*** Begin section ***

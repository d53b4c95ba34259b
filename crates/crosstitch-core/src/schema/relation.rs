use super::{Entity, EntityId, Field, FieldId, FieldTy, Schema};

#[derive(Debug)]
pub struct BelongsTo {
    /// Entity being targeted by the relation
    pub target: EntityId,

    /// The primitive field on the source entity referencing the target's
    /// identifier.
    pub foreign_key: ForeignKey,
}

#[derive(Debug)]
pub struct ForeignKey {
    /// The field on the source entity acting as the foreign key
    pub field: FieldId,

    /// The identifier field on the target entity the FK maps to
    pub references: FieldId,
}

impl BelongsTo {
    pub fn target<'a>(&self, schema: &'a Schema) -> &'a Entity {
        schema.entity(self.target)
    }
}

impl ForeignKey {
    pub fn field<'a>(&self, schema: &'a Schema) -> &'a Field {
        schema.field(self.field)
    }

    pub fn references<'a>(&self, schema: &'a Schema) -> &'a Field {
        schema.field(self.references)
    }
}

impl From<BelongsTo> for FieldTy {
    fn from(value: BelongsTo) -> Self {
        Self::BelongsTo(value)
    }
}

*** End section ***

(What is being asked) Copy out the whole listing, exactly as written.

(Output below)
repository d53b4c95ba34259b
filename crates/crosstitch-core/src/schema/relation.rs
use super::{Entity, EntityId, Field, FieldId, FieldTy, Schema};

#[derive(Debug)]
pub struct BelongsTo {
    /// Entity being targeted by the relation
    pub target: EntityId,

    /// The primitive field on the source entity referencing the target's
    /// identifier.
    pub foreign_key: ForeignKey,
}

#[derive(Debug)]
pub struct ForeignKey {
    /// The field on the source entity acting as the foreign key
    pub field: FieldId,

    /// The identifier field on the target entity the FK maps to
    pub references: FieldId,
}

impl BelongsTo {
    pub fn target<'a>(&self, schema: &'a Schema) -> &'a Entity {
        schema.entity(self.target)
    }
}

impl ForeignKey {
    pub fn field<'a>(&self, schema: &'a Schema) -> &'a Field {
        schema.field(self.field)
    }

    pub fn references<'a>(&self, schema: &'a Schema) -> &'a Field {
        schema.field(self.references)
    }
}

impl From<BelongsTo> for FieldTy {
    fn from(value: BelongsTo) -> Self {
        Self::BelongsTo(value)
    }
}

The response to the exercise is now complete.